### EXERCISE INSTRUCTIONS
All the data must be output exactly as given.

Stored items:
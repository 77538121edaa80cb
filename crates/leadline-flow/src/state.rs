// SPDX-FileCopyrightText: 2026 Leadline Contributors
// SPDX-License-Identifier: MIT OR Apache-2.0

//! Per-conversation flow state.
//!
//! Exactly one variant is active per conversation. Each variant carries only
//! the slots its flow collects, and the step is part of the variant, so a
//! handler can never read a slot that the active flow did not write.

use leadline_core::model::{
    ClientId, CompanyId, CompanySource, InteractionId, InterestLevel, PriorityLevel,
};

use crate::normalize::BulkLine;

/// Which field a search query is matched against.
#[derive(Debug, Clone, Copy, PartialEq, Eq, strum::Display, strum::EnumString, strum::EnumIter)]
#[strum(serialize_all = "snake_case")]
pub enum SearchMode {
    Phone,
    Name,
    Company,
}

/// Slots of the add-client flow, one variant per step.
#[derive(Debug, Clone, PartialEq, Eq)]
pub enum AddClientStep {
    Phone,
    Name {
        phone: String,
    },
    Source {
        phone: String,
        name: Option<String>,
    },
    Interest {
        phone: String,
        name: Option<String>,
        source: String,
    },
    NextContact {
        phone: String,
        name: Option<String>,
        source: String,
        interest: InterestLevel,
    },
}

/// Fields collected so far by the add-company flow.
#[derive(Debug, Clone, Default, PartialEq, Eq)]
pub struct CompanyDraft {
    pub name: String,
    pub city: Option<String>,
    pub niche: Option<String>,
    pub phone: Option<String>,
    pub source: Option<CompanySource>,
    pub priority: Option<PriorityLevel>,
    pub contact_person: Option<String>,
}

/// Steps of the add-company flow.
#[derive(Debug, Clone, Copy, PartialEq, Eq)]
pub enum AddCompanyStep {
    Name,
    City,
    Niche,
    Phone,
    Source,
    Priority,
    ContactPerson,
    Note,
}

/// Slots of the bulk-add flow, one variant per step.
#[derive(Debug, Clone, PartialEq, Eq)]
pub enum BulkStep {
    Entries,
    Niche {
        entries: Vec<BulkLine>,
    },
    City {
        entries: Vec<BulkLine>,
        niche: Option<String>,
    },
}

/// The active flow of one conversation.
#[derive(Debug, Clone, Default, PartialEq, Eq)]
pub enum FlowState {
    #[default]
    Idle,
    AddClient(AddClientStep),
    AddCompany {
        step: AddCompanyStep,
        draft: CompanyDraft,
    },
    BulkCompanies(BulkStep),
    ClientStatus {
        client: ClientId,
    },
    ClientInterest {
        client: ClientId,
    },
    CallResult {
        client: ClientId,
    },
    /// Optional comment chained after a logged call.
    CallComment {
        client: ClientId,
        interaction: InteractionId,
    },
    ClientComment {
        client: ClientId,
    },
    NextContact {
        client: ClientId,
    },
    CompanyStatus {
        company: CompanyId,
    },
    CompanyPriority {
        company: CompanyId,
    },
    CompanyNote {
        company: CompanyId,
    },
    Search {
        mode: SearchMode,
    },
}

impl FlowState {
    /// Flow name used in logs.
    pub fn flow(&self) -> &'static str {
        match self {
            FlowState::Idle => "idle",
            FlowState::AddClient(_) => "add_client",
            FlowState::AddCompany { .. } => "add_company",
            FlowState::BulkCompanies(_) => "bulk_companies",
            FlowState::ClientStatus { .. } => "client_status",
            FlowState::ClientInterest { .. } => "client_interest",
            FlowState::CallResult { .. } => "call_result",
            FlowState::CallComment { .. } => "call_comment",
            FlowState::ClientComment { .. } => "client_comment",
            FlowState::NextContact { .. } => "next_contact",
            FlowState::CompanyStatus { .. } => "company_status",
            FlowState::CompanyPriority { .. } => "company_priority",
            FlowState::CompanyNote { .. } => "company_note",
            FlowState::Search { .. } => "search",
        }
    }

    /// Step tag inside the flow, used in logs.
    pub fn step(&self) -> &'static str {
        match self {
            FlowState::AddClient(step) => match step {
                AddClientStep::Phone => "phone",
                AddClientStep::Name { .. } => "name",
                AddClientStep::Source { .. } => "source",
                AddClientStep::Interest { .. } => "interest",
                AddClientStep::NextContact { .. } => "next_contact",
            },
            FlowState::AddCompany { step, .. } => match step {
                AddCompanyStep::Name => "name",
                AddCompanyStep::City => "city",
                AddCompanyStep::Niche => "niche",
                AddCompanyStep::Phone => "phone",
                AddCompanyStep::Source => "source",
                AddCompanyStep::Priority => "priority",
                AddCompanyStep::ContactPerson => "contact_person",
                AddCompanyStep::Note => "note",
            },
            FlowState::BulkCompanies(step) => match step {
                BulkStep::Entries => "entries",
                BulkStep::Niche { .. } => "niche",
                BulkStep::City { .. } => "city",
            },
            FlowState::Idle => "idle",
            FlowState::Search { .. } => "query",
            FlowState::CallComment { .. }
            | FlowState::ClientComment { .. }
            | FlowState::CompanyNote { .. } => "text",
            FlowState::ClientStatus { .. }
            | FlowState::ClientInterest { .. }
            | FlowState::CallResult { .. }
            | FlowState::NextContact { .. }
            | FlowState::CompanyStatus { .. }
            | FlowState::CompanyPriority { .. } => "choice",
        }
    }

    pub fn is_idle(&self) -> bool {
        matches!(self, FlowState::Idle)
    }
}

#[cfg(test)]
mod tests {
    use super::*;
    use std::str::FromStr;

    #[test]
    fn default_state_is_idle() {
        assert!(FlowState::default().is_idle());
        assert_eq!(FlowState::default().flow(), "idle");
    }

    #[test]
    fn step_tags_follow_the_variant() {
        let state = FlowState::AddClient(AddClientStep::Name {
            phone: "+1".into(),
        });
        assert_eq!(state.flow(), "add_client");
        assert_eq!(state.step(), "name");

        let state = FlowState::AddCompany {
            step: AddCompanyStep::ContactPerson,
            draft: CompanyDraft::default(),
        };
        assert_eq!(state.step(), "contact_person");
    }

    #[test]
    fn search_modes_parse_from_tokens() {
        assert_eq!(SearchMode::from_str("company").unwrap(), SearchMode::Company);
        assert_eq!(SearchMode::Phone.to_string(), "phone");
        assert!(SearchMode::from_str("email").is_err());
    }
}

### RESULT FOR THIS EXERCISE
repository 77538121edaa80cb
filename crates/leadline-flow/src/state.rs
// SPDX-FileCopyrightText: 2026 Leadline Contributors
// SPDX-License-Identifier: MIT OR Apache-2.0

//! Per-conversation flow state.
//!
//! Exactly one variant is active per conversation. Each variant carries only
//! the slots its flow collects, and the step is part of the variant, so a
//! handler can never read a slot that the active flow did not write.

use leadline_core::model::{
    ClientId, CompanyId, CompanySource, InteractionId, InterestLevel, PriorityLevel,
};

use crate::normalize::BulkLine;

/// Which field a search query is matched against.
#[derive(Debug, Clone, Copy, PartialEq, Eq, strum::Display, strum::EnumString, strum::EnumIter)]
#[strum(serialize_all = "snake_case")]
pub enum SearchMode {
    Phone,
    Name,
    Company,
}

/// Slots of the add-client flow, one variant per step.
#[derive(Debug, Clone, PartialEq, Eq)]
pub enum AddClientStep {
    Phone,
    Name {
        phone: String,
    },
    Source {
        phone: String,
        name: Option<String>,
    },
    Interest {
        phone: String,
        name: Option<String>,
        source: String,
    },
    NextContact {
        phone: String,
        name: Option<String>,
        source: String,
        interest: InterestLevel,
    },
}

/// Fields collected so far by the add-company flow.
#[derive(Debug, Clone, Default, PartialEq, Eq)]
pub struct CompanyDraft {
    pub name: String,
    pub city: Option<String>,
    pub niche: Option<String>,
    pub phone: Option<String>,
    pub source: Option<CompanySource>,
    pub priority: Option<PriorityLevel>,
    pub contact_person: Option<String>,
}

/// Steps of the add-company flow.
#[derive(Debug, Clone, Copy, PartialEq, Eq)]
pub enum AddCompanyStep {
    Name,
    City,
    Niche,
    Phone,
    Source,
    Priority,
    ContactPerson,
    Note,
}

/// Slots of the bulk-add flow, one variant per step.
#[derive(Debug, Clone, PartialEq, Eq)]
pub enum BulkStep {
    Entries,
    Niche {
        entries: Vec<BulkLine>,
    },
    City {
        entries: Vec<BulkLine>,
        niche: Option<String>,
    },
}

/// The active flow of one conversation.
#[derive(Debug, Clone, Default, PartialEq, Eq)]
pub enum FlowState {
    #[default]
    Idle,
    AddClient(AddClientStep),
    AddCompany {
        step: AddCompanyStep,
        draft: CompanyDraft,
    },
    BulkCompanies(BulkStep),
    ClientStatus {
        client: ClientId,
    },
    ClientInterest {
        client: ClientId,
    },
    CallResult {
        client: ClientId,
    },
    /// Optional comment chained after a logged call.
    CallComment {
        client: ClientId,
        interaction: InteractionId,
    },
    ClientComment {
        client: ClientId,
    },
    NextContact {
        client: ClientId,
    },
    CompanyStatus {
        company: CompanyId,
    },
    CompanyPriority {
        company: CompanyId,
    },
    CompanyNote {
        company: CompanyId,
    },
    Search {
        mode: SearchMode,
    },
}

impl FlowState {
    /// Flow name used in logs.
    pub fn flow(&self) -> &'static str {
        match self {
            FlowState::Idle => "idle",
            FlowState::AddClient(_) => "add_client",
            FlowState::AddCompany { .. } => "add_company",
            FlowState::BulkCompanies(_) => "bulk_companies",
            FlowState::ClientStatus { .. } => "client_status",
            FlowState::ClientInterest { .. } => "client_interest",
            FlowState::CallResult { .. } => "call_result",
            FlowState::CallComment { .. } => "call_comment",
            FlowState::ClientComment { .. } => "client_comment",
            FlowState::NextContact { .. } => "next_contact",
            FlowState::CompanyStatus { .. } => "company_status",
            FlowState::CompanyPriority { .. } => "company_priority",
            FlowState::CompanyNote { .. } => "company_note",
            FlowState::Search { .. } => "search",
        }
    }

    /// Step tag inside the flow, used in logs.
    pub fn step(&self) -> &'static str {
        match self {
            FlowState::AddClient(step) => match step {
                AddClientStep::Phone => "phone",
                AddClientStep::Name { .. } => "name",
                AddClientStep::Source { .. } => "source",
                AddClientStep::Interest { .. } => "interest",
                AddClientStep::NextContact { .. } => "next_contact",
            },
            FlowState::AddCompany { step, .. } => match step {
                AddCompanyStep::Name => "name",
                AddCompanyStep::City => "city",
                AddCompanyStep::Niche => "niche",
                AddCompanyStep::Phone => "phone",
                AddCompanyStep::Source => "source",
                AddCompanyStep::Priority => "priority",
                AddCompanyStep::ContactPerson => "contact_person",
                AddCompanyStep::Note => "note",
            },
            FlowState::BulkCompanies(step) => match step {
                BulkStep::Entries => "entries",
                BulkStep::Niche { .. } => "niche",
                BulkStep::City { .. } => "city",
            },
            FlowState::Idle => "idle",
            FlowState::Search { .. } => "query",
            FlowState::CallComment { .. }
            | FlowState::ClientComment { .. }
            | FlowState::CompanyNote { .. } => "text",
            FlowState::ClientStatus { .. }
            | FlowState::ClientInterest { .. }
            | FlowState::CallResult { .. }
            | FlowState::NextContact { .. }
            | FlowState::CompanyStatus { .. }
            | FlowState::CompanyPriority { .. } => "choice",
        }
    }

    pub fn is_idle(&self) -> bool {
        matches!(self, FlowState::Idle)
    }
}

#[cfg(test)]
mod tests {
    use super::*;
    use std::str::FromStr;

    #[test]
    fn default_state_is_idle() {
        assert!(FlowState::default().is_idle());
        assert_eq!(FlowState::default().flow(), "idle");
    }

    #[test]
    fn step_tags_follow_the_variant() {
        let state = FlowState::AddClient(AddClientStep::Name {
            phone: "+1".into(),
        });
        assert_eq!(state.flow(), "add_client");
        assert_eq!(state.step(), "name");

        let state = FlowState::AddCompany {
            step: AddCompanyStep::ContactPerson,
            draft: CompanyDraft::default(),
        };
        assert_eq!(state.step(), "contact_person");
    }

    #[test]
    fn search_modes_parse_from_tokens() {
        assert_eq!(SearchMode::from_str("company").unwrap(), SearchMode::Company);
        assert_eq!(SearchMode::Phone.to_string(), "phone");
        assert!(SearchMode::from_str("email").is_err());
    }
}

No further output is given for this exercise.